High quality, high purity
A key solution offered by Air Liquide Engineering & Construction is for the production of Fatty Acid Methyl Ester (FAME) fractions. The feedstock for this technology is FAME generated by transesterification in the Lurgi Biodiesel process. This proven method focuses on separating FAME according to molecular chain lengths and then applying cuts in a fractionation column. Heat stress on the FAME feedstock is reduced by using a falling film evaporator and vacuum pressure, creating a high-quality FAME product that can be used for surfactant or personal care applications, or as a water-clear biodiesel (after distillation).

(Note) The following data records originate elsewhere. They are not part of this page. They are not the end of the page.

//! Device configuration and the angle sweep.
//!
//! Both steps are strictly sequential: one setter or one ping at a time, and
//! the first failure ends the sweep. Nothing is retried.

use anyhow::{Context, Result};
use std::ops::RangeInclusive;

use crate::acoustics::device_sample_period;
use crate::config::{GainSetting, SonarConfig};
use crate::hardware::capabilities::ScanningSonar;
use crate::hardware::ping_protocol::DeviceData;

/// The five values pushed to the device before a sweep.
#[derive(Debug, Clone, Copy, PartialEq)]
pub struct PingSettings {
    /// Samples per ping
    pub number_of_samples: u16,
    /// Sample period in 12.5 ns ticks, before rounding
    pub sample_period: f64,
    /// Receiver gain
    pub gain: GainSetting,
    /// Ping length (µs)
    pub transmit_duration: u16,
    /// Ping frequency (kHz)
    pub transmit_frequency: u16,
}

impl PingSettings {
    /// Derive the ping settings from a loaded configuration.
    pub fn from_config(config: &SonarConfig) -> Self {
        let acq = &config.acquisition;
        Self {
            number_of_samples: acq.number_of_samples,
            sample_period: config.acoustic_parameters().sample_period,
            gain: acq.gain,
            transmit_duration: acq.transmit_duration_us,
            transmit_frequency: acq.transmit_frequency_khz,
        }
    }
}

/// Push ping settings to the device. The sample period is rounded to the
/// nearest tick.
///
/// The device must already be connected and initialized.
pub async fn configure_sonar<S>(sonar: &S, settings: &PingSettings) -> Result<()>
where
    S: ScanningSonar + ?Sized,
{
    let period = device_sample_period(settings.sample_period);

    sonar
        .set_number_of_samples(settings.number_of_samples)
        .await
        .context("setting number of samples")?;
    sonar
        .set_sample_period(period)
        .await
        .context("setting sample period")?;
    sonar
        .set_gain_setting(settings.gain.code())
        .await
        .context("setting gain")?;
    sonar
        .set_transmit_duration(settings.transmit_duration)
        .await
        .context("setting transmit duration")?;
    sonar
        .set_transmit_frequency(settings.transmit_frequency)
        .await
        .context("setting transmit frequency")?;

    tracing::info!(
        number_of_samples = settings.number_of_samples,
        sample_period = period,
        gain = settings.gain.code(),
        transmit_duration = settings.transmit_duration,
        transmit_frequency = settings.transmit_frequency,
        "sonar configured"
    );
    Ok(())
}

/// Ping every angle in `angles` once, in order, and collect the responses.
pub async fn sweep<S>(sonar: &S, angles: RangeInclusive<u16>) -> Result<Vec<DeviceData>>
where
    S: ScanningSonar + ?Sized,
{
    let (start, stop) = (*angles.start(), *angles.end());
    let mut responses = Vec::with_capacity(angles.clone().count());

    for angle in angles {
        let response = sonar
            .transmit_angle(angle)
            .await
            .with_context(|| format!("transmit at angle {angle}"))?;
        tracing::debug!(angle, samples = response.data.len(), "ping");
        responses.push(response);
    }

    tracing::info!(start, stop, pings = responses.len(), "sweep complete");
    Ok(responses)
}
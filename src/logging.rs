//! Tracing Infrastructure
//!
//! Structured logging for the CLI and library via `tracing` and
//! `tracing-subscriber`:
//! - Pretty, compact or JSON output
//! - Level from configuration, overridable with `RUST_LOG`
//!
//! # Example
//! ```no_run
//! use sonar_sweep::{config::SonarConfig, logging};
//!
//! # fn main() -> Result<(), Box<dyn std::error::Error>> {
//! let config = SonarConfig::load()?;
//! logging::init_from_config(&config)?;
//! tracing::info!(port = %config.device.port, "starting sweep");
//! # Ok(())
//! # }
//! ```

use tracing::Level;
use tracing_subscriber::{fmt, layer::SubscriberExt, util::SubscriberInitExt, EnvFilter, Layer};

use crate::config::{LogFormat, SonarConfig};

/// Tracing configuration options
#[derive(Debug, Clone)]
pub struct TracingConfig {
    /// Log level (trace, debug, info, warn, error)
    pub level: Level,
    /// Output format
    pub format: LogFormat,
    /// Whether to include file and line numbers
    pub with_file_and_line: bool,
    /// Whether to enable ANSI colors (only for Pretty format)
    pub with_ansi: bool,
}

impl Default for TracingConfig {
    fn default() -> Self {
        Self {
            level: Level::INFO,
            format: LogFormat::Pretty,
            with_file_and_line: false,
            with_ansi: true,
        }
    }
}

impl TracingConfig {
    /// Create tracing config from the application configuration
    pub fn from_config(config: &SonarConfig) -> Result<Self, String> {
        Ok(Self {
            level: parse_log_level(&config.logging.level)?,
            format: config.logging.format,
            ..Default::default()
        })
    }

    /// Create tracing config with custom level
    pub fn new(level: Level) -> Self {
        Self {
            level,
            ..Default::default()
        }
    }

    /// Set output format
    pub fn with_format(mut self, format: LogFormat) -> Self {
        self.format = format;
        self
    }

    /// Enable or disable ANSI colors
    pub fn with_ansi(mut self, enabled: bool) -> Self {
        self.with_ansi = enabled;
        self
    }
}

/// Initialize tracing from the application configuration
pub fn init_from_config(config: &SonarConfig) -> Result<(), String> {
    init(TracingConfig::from_config(config)?)
}

/// Initialize tracing with custom configuration
///
/// Idempotent: if a global subscriber is already installed this returns
/// Ok(()) and leaves it in place.
pub fn init(config: TracingConfig) -> Result<(), String> {
    let env_filter = EnvFilter::try_from_default_env()
        .unwrap_or_else(|_| EnvFilter::new(config.level.as_str().to_lowercase()));

    let fmt_layer = match config.format {
        LogFormat::Pretty => fmt::layer()
            .pretty()
            .with_file(config.with_file_and_line)
            .with_line_number(config.with_file_and_line)
            .with_ansi(config.with_ansi)
            .with_writer(std::io::stderr)
            .boxed(),
        LogFormat::Compact => fmt::layer()
            .compact()
            .with_file(config.with_file_and_line)
            .with_line_number(config.with_file_and_line)
            .with_ansi(false)
            .with_writer(std::io::stderr)
            .boxed(),
        LogFormat::Json => fmt::layer()
            .json()
            .with_file(config.with_file_and_line)
            .with_line_number(config.with_file_and_line)
            .with_writer(std::io::stderr)
            .boxed(),
    };

    tracing_subscriber::registry()
        .with(fmt_layer.with_filter(env_filter))
        .try_init()
        .or_else(|e| {
            // Tests and embedding applications may have installed one already
            if e
                .to_string()
                .contains("a global default trace dispatcher has already been set")
            {
                Ok(())
            } else {
                Err(format!("Failed to initialize tracing: {}", e))
            }
        })
}

/// Parse log level string into tracing Level
pub fn parse_log_level(level: &str) -> Result<Level, String> {
    match level.to_lowercase().as_str() {
        "trace" => Ok(Level::TRACE),
        "debug" => Ok(Level::DEBUG),
        "info" => Ok(Level::INFO),
        "warn" => Ok(Level::WARN),
        "error" => Ok(Level::ERROR),
        _ => Err(format!(
            "Invalid log level '{}'. Must be one of: trace, debug, info, warn, error",
            level
        )),
    }
}
//! # Sonar Sweep Core Library
//!
//! This crate drives a Ping360 scanning sonar through one sector sweep and
//! turns the device responses into a per-angle intensity table. The binary
//! (`main.rs`) is a thin CLI over the pieces below, so the same pipeline runs
//! against real hardware, the simulator, or a saved raw dump.
//!
//! ## Crate Structure
//!
//! - **`acoustics`**: Speed of sound in water and the sample period that
//!   spreads the requested samples over the requested range.
//! - **`acquisition`**: Pushes ping settings to the device and sweeps an
//!   inclusive angle range, one blocking ping per angle.
//! - **`config`**: Layered configuration (defaults, TOML file, environment)
//!   via `figment`. See `config::SonarConfig`.
//! - **`data`**: Scan records, the raw dump writer and parser, and the
//!   semicolon-separated results table.
//! - **`error`**: The `SonarError` enum shared by the library.
//! - **`hardware`**: The `ScanningSonar` capability trait, the Ping wire
//!   protocol, the serial Ping360 driver and a mock head.
//! - **`logging`**: `tracing` subscriber setup.
//! - **`session`**: One run end to end, including output file naming.

pub mod acoustics;
pub mod acquisition;
pub mod config;
pub mod data;
pub mod error;
pub mod hardware;
pub mod logging;
pub mod session;
/// One parsed row of the results table: the angle label from the dump and the
/// intensities recorded at that angle, in sample order.
#[derive(Debug, Clone, PartialEq, Eq)]
pub struct ScanRecord {
    /// Angle text exactly as it appeared in the dump (trimmed)
    pub angle: String,
    /// Echo intensity per sample (0-255)
    pub samples: Vec<u8>,
}

impl ScanRecord {
    /// Build a record from an angle label and its samples.
    pub fn new(angle: impl Into<String>, samples: Vec<u8>) -> Self {
        Self {
            angle: angle.into(),
            samples,
        }
    }

    /// Table row: angle first, then each intensity in decimal.
    pub fn to_row(&self) -> Vec<String> {
        std::iter::once(self.angle.clone())
            .chain(self.samples.iter().map(|s| s.to_string()))
            .collect()
    }

    /// Brightest sample and its index, if any.
    pub fn peak(&self) -> Option<(usize, u8)> {
        self.samples
            .iter()
            .copied()
            .enumerate()
            .max_by_key(|&(i, v)| (v, std::cmp::Reverse(i)))
    }
}

#[cfg(test)]
mod tests {
    use super::*;

    #[test]
    fn row_starts_with_angle() {
        let record = ScanRecord::new("150", vec![10, 27]);
        assert_eq!(record.to_row(), vec!["150", "10", "27"]);
    }

    #[test]
    fn empty_samples_row_is_angle_only() {
        assert_eq!(ScanRecord::new("7", vec![]).to_row(), vec!["7"]);
    }

    #[test]
    fn peak_prefers_first_maximum() {
        let record = ScanRecord::new("1", vec![3, 9, 9, 1]);
        assert_eq!(record.peak(), Some((1, 9)));
        assert_eq!(ScanRecord::new("1", vec![]).peak(), None);
    }
}
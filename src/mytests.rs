use crate::*;
use proptest::prelude::*;

fn farm() -> OrderedMap<i32, &'static str> {
    let mut m = OrderedMap::new();
    m.put(4, "horse");
    m.put(7, "goat");
    m.put(1, "sheep");
    m.put(9, "cow");
    m.put(2, "donkey");
    m
}

fn preorder_keys<K: Copy, V>(m: &OrderedMap<K, V>) -> Vec<K> {
    m.preorder().map(|(k, _)| *k).collect()
}

fn preorder_text<K, V: std::fmt::Display>(m: &OrderedMap<K, V>) -> String {
    let mut out = Vec::new();
    m.write_preorder(&mut out).unwrap();
    String::from_utf8(out).unwrap()
}

#[test]
fn farm_test() {
    let mut m = farm();
    assert_eq!(m.get(&4), Some(&"horse"));
    assert_eq!(m.size(), 5);
    assert_eq!(preorder_text(&m), "horse sheep donkey goat cow \n");
    assert_eq!(
        m.iter().collect::<Vec<_>>(),
        [
            (&1, &"sheep"),
            (&2, &"donkey"),
            (&4, &"horse"),
            (&7, &"goat"),
            (&9, &"cow")
        ]
    );

    assert_eq!(m.delete(&1), Some("sheep"));
    assert_eq!(preorder_text(&m), "horse donkey goat cow \n");
    assert_eq!(
        m.iter().collect::<Vec<_>>(),
        [(&2, &"donkey"), (&4, &"horse"), (&7, &"goat"), (&9, &"cow")]
    );

    assert_eq!(m.delete(&9), Some("cow"));
    assert_eq!(
        m.iter().collect::<Vec<_>>(),
        [(&2, &"donkey"), (&4, &"horse"), (&7, &"goat")]
    );
    assert_eq!(m.size(), 3);
    m.validate().unwrap();
}

#[test]
fn put_replaces_value_test() {
    let mut m = farm();
    let shape = preorder_keys(&m);
    assert_eq!(m.put(7, "llama"), Some("goat"));
    assert_eq!(m.get(&7), Some(&"llama"));
    assert_eq!(m.size(), 5);
    assert_eq!(preorder_keys(&m), shape);
    m.validate().unwrap();
}

#[test]
fn delete_missing_test() {
    let mut m = farm();
    let shape = preorder_keys(&m);
    assert_eq!(m.delete(&3), None);
    assert_eq!(m.delete(&100), None);
    assert_eq!(m.size(), 5);
    assert_eq!(preorder_keys(&m), shape);

    let mut e = OrderedMap::<i32, i32>::new();
    assert_eq!(e.delete(&1), None);
    assert!(e.is_empty());

    for k in [4, 7, 1, 9, 2, 4, 3] {
        m.delete(&k);
        assert_eq!(m.get(&k), None);
        m.validate().unwrap();
    }
    assert!(m.is_empty());
}

#[test]
fn two_child_delete_test() {
    let mut m = OrderedMap::new();
    for k in [50, 30, 70, 20, 40, 35, 45, 60, 80] {
        m.put(k, k * 10);
    }
    assert_eq!(m.remove_entry(&50), Some((50, 500)));
    // 45, the largest key left of 50, now sits at the root.
    assert_eq!(preorder_keys(&m), [45, 30, 20, 40, 35, 70, 60, 80]);
    assert_eq!(m.get(&45), Some(&450));
    assert_eq!(m.size(), 8);
    m.validate().unwrap();

    assert_eq!(m.delete(&30), Some(300));
    assert_eq!(preorder_keys(&m), [45, 20, 40, 35, 70, 60, 80]);
    m.validate().unwrap();
}

#[test]
fn predecessor_with_left_child_test() {
    let mut m = OrderedMap::new();
    for k in [10, 5, 15, 3, 7, 6] {
        m.put(k, ());
    }
    m.delete(&10);
    // 7 moves up, its left child 6 takes its old slot.
    assert_eq!(preorder_keys(&m), [7, 5, 3, 6, 15]);
    assert_eq!(m.size(), 5);
    m.validate().unwrap();
}

#[test]
fn sorted_insert_test() {
    let n = 10000;
    let mut m = OrderedMap::<usize, usize>::new();
    for i in 0..n {
        m.put(i, i);
    }
    assert_eq!(m.size(), n);
    assert_eq!(m.height(), n);
    m.validate().unwrap();
    for (k, v) in m.iter() {
        assert!(k == v);
    }
    assert_eq!(m.iter().rev().count(), n);
    for i in (0..n).rev() {
        if i % 2 == 0 {
            assert_eq!(m.delete(&i), Some(i));
        }
    }
    assert_eq!(m.size(), n / 2);
    m.validate().unwrap();
}

#[test]
fn deep_tree_drop_test() {
    let n = 100000;
    let mut m = OrderedMap::<usize, ()>::new();
    // Build a long left-leaning chain without the quadratic cost of put.
    m.root = (0..n).fold(None, |left, key| {
        Some(Box::new(bst::Node {
            key,
            value: (),
            left,
            right: None,
            size: key + 1,
        }))
    });
    assert_eq!(m.size(), n);
    assert_eq!(m.first_key_value(), Some((&0, &())));
    assert_eq!(m.last_key_value(), Some((&(n - 1), &())));
    m.validate().unwrap();
    let mut it = m.into_iter();
    assert_eq!(it.next(), Some((0, ())));
    assert_eq!(it.len(), n - 1);
}

#[test]
fn iter_both_ends_test() {
    let m: OrderedMap<usize, usize> = [5, 2, 8, 1, 3, 7, 9, 0, 4, 6]
        .into_iter()
        .map(|k| (k, k))
        .collect();
    let mut it = m.iter();
    assert_eq!(it.len(), 10);
    assert_eq!(it.next(), Some((&0, &0)));
    assert_eq!(it.next_back(), Some((&9, &9)));
    assert_eq!(it.next(), Some((&1, &1)));
    assert_eq!(it.next_back(), Some((&8, &8)));
    assert_eq!(it.len(), 6);
    assert_eq!(it.map(|(k, _)| *k).collect::<Vec<_>>(), [2, 3, 4, 5, 6, 7]);

    // Restart by creating a new iterator.
    assert_eq!(m.keys().copied().collect::<Vec<_>>(), (0..10).collect::<Vec<_>>());
    assert_eq!(
        m.values().rev().copied().collect::<Vec<_>>(),
        (0..10).rev().collect::<Vec<_>>()
    );
    assert_eq!(OrderedMap::<u8, u8>::new().iter().next(), None);
}

#[test]
fn iter_mut_test() {
    let mut m = farm();
    for (k, v) in m.iter_mut() {
        if *k % 2 == 0 {
            *v = "even";
        }
    }
    assert_eq!(
        m.values().copied().collect::<Vec<_>>(),
        ["sheep", "even", "even", "goat", "cow"]
    );
    for (_k, v) in &mut m {
        *v = "x";
    }
    assert!(m.values().all(|v| *v == "x"));
}

#[test]
fn into_iter_test() {
    let m = farm();
    let v: Vec<_> = m.into_iter().collect();
    assert_eq!(
        v,
        [(1, "sheep"), (2, "donkey"), (4, "horse"), (7, "goat"), (9, "cow")]
    );

    let mut m = OrderedMap::new();
    for i in 0..100 {
        m.put(i.to_string(), vec![i]);
    }
    let mut it = m.into_iter();
    assert_eq!(it.len(), 100);
    assert_eq!(it.next(), Some(("0".to_string(), vec![0])));
    assert_eq!(it.len(), 99);
}

#[test]
fn lookup_test() {
    let mut m = OrderedMap::new();
    m.put("b".to_string(), 2);
    m.put("a".to_string(), 1);
    m.put("c".to_string(), 3);
    assert!(m.contains_key("a"));
    assert!(!m.contains_key("d"));
    assert_eq!(m.get_key_value("c"), Some((&"c".to_string(), &3)));
    *m.get_mut("b").unwrap() += 10;
    assert_eq!(m["b"], 12);
    assert_eq!(m.first_key_value(), Some((&"a".to_string(), &1)));
    assert_eq!(m.last_key_value(), Some((&"c".to_string(), &3)));
    m.clear();
    assert!(m.is_empty());
    assert_eq!(m.size(), 0);
    assert_eq!(m.height(), 0);
    assert_eq!(m.first_key_value(), None);
    assert_eq!(m.last_key_value(), None);
}

#[test]
#[should_panic(expected = "no entry found for key")]
fn index_missing_test() {
    let m = farm();
    let _v: &str = m[&3];
}

#[test]
fn validate_test() {
    let mut m = farm();
    m.validate().unwrap();

    m.root.as_mut().unwrap().size += 1;
    assert_eq!(
        m.validate(),
        Err(InvariantError::SizeMismatch {
            expected: 5,
            found: 6
        })
    );
    m.root.as_mut().unwrap().size -= 1;

    m.root.as_mut().unwrap().key = 100;
    let e = m.validate().unwrap_err();
    assert_eq!(e, InvariantError::Unordered { position: 3 });
    assert_eq!(e.to_string(), "key at in-order position 3 is out of order");
}

#[test]
fn trait_test() {
    let m = farm();
    let c = m.clone();
    assert_eq!(preorder_keys(&c), preorder_keys(&m));
    assert_eq!(c, m);
    assert_eq!(
        format!("{:?}", m),
        r#"{1: "sheep", 2: "donkey", 4: "horse", 7: "goat", 9: "cow"}"#
    );

    let mut e = OrderedMap::from([(2, 'b'), (1, 'a')]);
    e.extend([(3, 'c'), (1, 'z')]);
    assert_eq!(e.iter().collect::<Vec<_>>(), [(&1, &'z'), (&2, &'b'), (&3, &'c')]);
    assert_ne!(e, OrderedMap::from([(1, 'z'), (2, 'b')]));
    assert_eq!(OrderedMap::<i32, i32>::default().len(), 0);
}

#[cfg(feature = "serde")]
#[test]
fn serde_test() {
    let m = farm();
    let s = serde_json::to_string(&m).unwrap();
    assert_eq!(
        s,
        r#"{"4":"horse","1":"sheep","2":"donkey","7":"goat","9":"cow"}"#
    );
    let d: OrderedMap<i32, String> = serde_json::from_str(&s).unwrap();
    assert_eq!(preorder_keys(&d), preorder_keys(&m));
    assert_eq!(d.get(&9).map(String::as_str), Some("cow"));
}

#[derive(Debug, Clone)]
enum Op {
    Put(u8, u16),
    Delete(u8),
}

fn op() -> impl Strategy<Value = Op> {
    prop_oneof![
        (any::<u8>(), any::<u16>()).prop_map(|(k, v)| Op::Put(k, v)),
        any::<u8>().prop_map(Op::Delete),
    ]
}

proptest! {
    // Random puts and deletes agree with std BTreeMap.
    #[test]
    fn std_model_test(ops in prop::collection::vec(op(), 0..300)) {
        let mut m = OrderedMap::new();
        let mut s = std::collections::BTreeMap::new();
        for op in ops {
            match op {
                Op::Put(k, v) => {
                    prop_assert_eq!(m.put(k, v), s.insert(k, v));
                }
                Op::Delete(k) => {
                    prop_assert_eq!(m.delete(&k), s.remove(&k));
                }
            }
            prop_assert_eq!(m.size(), s.len());
            prop_assert!(m.validate().is_ok());
        }
        prop_assert!(m.iter().eq(s.iter()));
        prop_assert!(m.iter().rev().eq(s.iter().rev()));
        for k in 0..=u8::MAX {
            prop_assert_eq!(m.get(&k), s.get(&k));
        }
    }

    // Any insertion order yields the same ascending sequence.
    #[test]
    fn round_trip_test(keys in prop::collection::hash_set(any::<i32>(), 0..200)) {
        let m: OrderedMap<i32, i64> = keys.iter().map(|&k| (k, k as i64 * 3)).collect();
        let mut sorted: Vec<i32> = keys.into_iter().collect();
        sorted.sort_unstable();
        prop_assert_eq!(m.len(), sorted.len());
        for k in &sorted {
            prop_assert_eq!(m.get(k), Some(&(*k as i64 * 3)));
        }
        prop_assert_eq!(m.into_iter().map(|(k, _)| k).collect::<Vec<_>>(), sorted);
    }
}
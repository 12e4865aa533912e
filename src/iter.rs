//! Iterators over [`OrderedMap`](crate::OrderedMap).
//!
//! In-order iteration keeps an explicit stack of pending nodes instead of recursing.
//! The forward stack holds the left spine below the next node to visit,
//! the backward stack holds the right spine below the next node from the end.

use crate::bst::{dispose, Link, Node};
use std::{fmt, iter::FusedIterator};

/// Iterator returned by [`OrderedMap::iter`](crate::OrderedMap::iter).
pub struct Iter<'a, K, V> {
    len: usize,
    fwd_stk: Vec<&'a Node<K, V>>,
    bck_stk: Vec<&'a Node<K, V>>,
}
impl<'a, K, V> Iter<'a, K, V> {
    pub(crate) fn new(root: Option<&'a Node<K, V>>, len: usize) -> Self {
        let mut x = Self {
            len,
            fwd_stk: Vec::new(),
            bck_stk: Vec::new(),
        };
        x.push_left(root);
        x.push_right(root);
        x
    }

    fn push_left(&mut self, mut link: Option<&'a Node<K, V>>) {
        while let Some(node) = link {
            self.fwd_stk.push(node);
            link = node.left.as_deref();
        }
    }

    fn push_right(&mut self, mut link: Option<&'a Node<K, V>>) {
        while let Some(node) = link {
            self.bck_stk.push(node);
            link = node.right.as_deref();
        }
    }
}
impl<'a, K, V> Iterator for Iter<'a, K, V> {
    type Item = (&'a K, &'a V);
    fn next(&mut self) -> Option<Self::Item> {
        if self.len == 0 {
            return None;
        }
        let node = self.fwd_stk.pop()?;
        self.len -= 1;
        self.push_left(node.right.as_deref());
        Some((&node.key, &node.value))
    }
    fn size_hint(&self) -> (usize, Option<usize>) {
        (self.len, Some(self.len))
    }
}
impl<'a, K, V> ExactSizeIterator for Iter<'a, K, V> {
    fn len(&self) -> usize {
        self.len
    }
}
impl<'a, K, V> DoubleEndedIterator for Iter<'a, K, V> {
    fn next_back(&mut self) -> Option<Self::Item> {
        if self.len == 0 {
            return None;
        }
        let node = self.bck_stk.pop()?;
        self.len -= 1;
        self.push_right(node.left.as_deref());
        Some((&node.key, &node.value))
    }
}
impl<'a, K, V> FusedIterator for Iter<'a, K, V> {}
impl<'a, K, V> Clone for Iter<'a, K, V> {
    fn clone(&self) -> Self {
        Self {
            len: self.len,
            fwd_stk: self.fwd_stk.clone(),
            bck_stk: self.bck_stk.clone(),
        }
    }
}
impl<'a, K: fmt::Debug, V: fmt::Debug> fmt::Debug for Iter<'a, K, V> {
    fn fmt(&self, f: &mut fmt::Formatter<'_>) -> fmt::Result {
        f.debug_list().entries(self.clone()).finish()
    }
}

// Pending node split into its parts, so the key, value and right subtree can be borrowed separately.
type StkMut<'a, K, V> = (&'a K, &'a mut V, Option<&'a mut Node<K, V>>);

/// Iterator returned by [`OrderedMap::iter_mut`](crate::OrderedMap::iter_mut).
pub struct IterMut<'a, K, V> {
    len: usize,
    stk: Vec<StkMut<'a, K, V>>,
}
impl<'a, K, V> IterMut<'a, K, V> {
    pub(crate) fn new(root: Option<&'a mut Node<K, V>>, len: usize) -> Self {
        let mut x = Self {
            len,
            stk: Vec::new(),
        };
        x.push_left(root);
        x
    }

    fn push_left(&mut self, mut link: Option<&'a mut Node<K, V>>) {
        while let Some(node) = link {
            let Node {
                key,
                value,
                left,
                right,
                ..
            } = node;
            self.stk.push((&*key, value, right.as_deref_mut()));
            link = left.as_deref_mut();
        }
    }
}
impl<'a, K, V> Iterator for IterMut<'a, K, V> {
    type Item = (&'a K, &'a mut V);
    fn next(&mut self) -> Option<Self::Item> {
        let (k, v, right) = self.stk.pop()?;
        self.len -= 1;
        self.push_left(right);
        Some((k, v))
    }
    fn size_hint(&self) -> (usize, Option<usize>) {
        (self.len, Some(self.len))
    }
}
impl<'a, K, V> ExactSizeIterator for IterMut<'a, K, V> {
    fn len(&self) -> usize {
        self.len
    }
}
impl<'a, K, V> FusedIterator for IterMut<'a, K, V> {}

/// Consuming iterator of key-value pairs in ascending key order, from `OrderedMap::into_iter`.
pub struct IntoIter<K, V> {
    len: usize,
    stk: Vec<(K, V, Link<K, V>)>,
}
impl<K, V> IntoIter<K, V> {
    pub(crate) fn new(root: Link<K, V>, len: usize) -> Self {
        let mut x = Self {
            len,
            stk: Vec::new(),
        };
        x.push_left(root);
        x
    }

    fn push_left(&mut self, mut link: Link<K, V>) {
        while let Some(mut node) = link {
            link = node.left.take();
            let Node {
                key, value, right, ..
            } = *node;
            self.stk.push((key, value, right));
        }
    }
}
impl<K, V> Drop for IntoIter<K, V> {
    fn drop(&mut self) {
        for (_k, _v, right) in self.stk.drain(..) {
            dispose(right);
        }
    }
}
impl<K, V> Iterator for IntoIter<K, V> {
    type Item = (K, V);
    fn next(&mut self) -> Option<Self::Item> {
        let (k, v, right) = self.stk.pop()?;
        self.len -= 1;
        self.push_left(right);
        Some((k, v))
    }
    fn size_hint(&self) -> (usize, Option<usize>) {
        (self.len, Some(self.len))
    }
}
impl<K, V> ExactSizeIterator for IntoIter<K, V> {
    fn len(&self) -> usize {
        self.len
    }
}
impl<K, V> FusedIterator for IntoIter<K, V> {}

/// Iterator returned by [`OrderedMap::preorder`](crate::OrderedMap::preorder).
pub struct Preorder<'a, K, V> {
    stk: Vec<&'a Node<K, V>>,
}
impl<'a, K, V> Preorder<'a, K, V> {
    pub(crate) fn new(root: Option<&'a Node<K, V>>) -> Self {
        Self {
            stk: root.into_iter().collect(),
        }
    }
}
impl<'a, K, V> Iterator for Preorder<'a, K, V> {
    type Item = (&'a K, &'a V);
    fn next(&mut self) -> Option<Self::Item> {
        let node = self.stk.pop()?;
        // Right is pushed first so the left subtree is visited first.
        self.stk.extend(node.right.as_deref());
        self.stk.extend(node.left.as_deref());
        Some((&node.key, &node.value))
    }
}
impl<'a, K, V> FusedIterator for Preorder<'a, K, V> {}

/// Iterator returned by [`OrderedMap::keys`](crate::OrderedMap::keys).
#[derive(Clone)]
pub struct Keys<'a, K, V>(pub(crate) Iter<'a, K, V>);
impl<'a, K, V> Iterator for Keys<'a, K, V> {
    type Item = &'a K;
    fn next(&mut self) -> Option<Self::Item> {
        self.0.next().map(|(k, _)| k)
    }
    fn size_hint(&self) -> (usize, Option<usize>) {
        self.0.size_hint()
    }
}
impl<'a, K, V> DoubleEndedIterator for Keys<'a, K, V> {
    fn next_back(&mut self) -> Option<Self::Item> {
        self.0.next_back().map(|(k, _)| k)
    }
}
impl<'a, K, V> ExactSizeIterator for Keys<'a, K, V> {
    fn len(&self) -> usize {
        self.0.len()
    }
}
impl<'a, K, V> FusedIterator for Keys<'a, K, V> {}

/// Iterator returned by [`OrderedMap::values`](crate::OrderedMap::values).
#[derive(Clone)]
pub struct Values<'a, K, V>(pub(crate) Iter<'a, K, V>);
impl<'a, K, V> Iterator for Values<'a, K, V> {
    type Item = &'a V;
    fn next(&mut self) -> Option<Self::Item> {
        self.0.next().map(|(_, v)| v)
    }
    fn size_hint(&self) -> (usize, Option<usize>) {
        self.0.size_hint()
    }
}
impl<'a, K, V> DoubleEndedIterator for Values<'a, K, V> {
    fn next_back(&mut self) -> Option<Self::Item> {
        self.0.next_back().map(|(_, v)| v)
    }
}
impl<'a, K, V> ExactSizeIterator for Values<'a, K, V> {
    fn len(&self) -> usize {
        self.0.len()
    }
}
impl<'a, K, V> FusedIterator for Values<'a, K, V> {}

Fatty acid can also be produced via oil splitting, using a feedstock of seed oils, tropical oils or animal fats. In this process, triglycerides are hydrolyzed to fatty acid chains and glycerin by adding water at a temperature of around 250° Celsius under a pressure of 55 bar. No catalyst is used and splitting degrees can be as high as 99.5%. The fatty acids rise to the top of the splitting column, where they are dried by flashing, while water and glycerin are flashed at the bottom of the column, and the flashing vapors used for heat recovery. Crude glycerin of 80%-88% purity is generated and can be sold or processed to obtain a pharmaceutical grade product.
Following oil splitting, Air Liquide Engineering & Construction offers solutions for further processing the crude fatty acid. Through vacuum distillation, the fatty acids can be separated from non-volatile components, and through vacuum fractionation, different chain lengths can be obtained. By using structured packing and a vacuum in the fractionation columns, the process reduces thermal stress and delivers a high-quality product, while steam generation in the condensers ensures energy efficiency.
Finally, fatty acid double bonds from oil splitting can be hydrogenated by adding hydrogen in the presence of a nickel catalyst at high temperatures and a pressure of 25 bar. Through this process, iodine values as low as 0.3 can be obtained.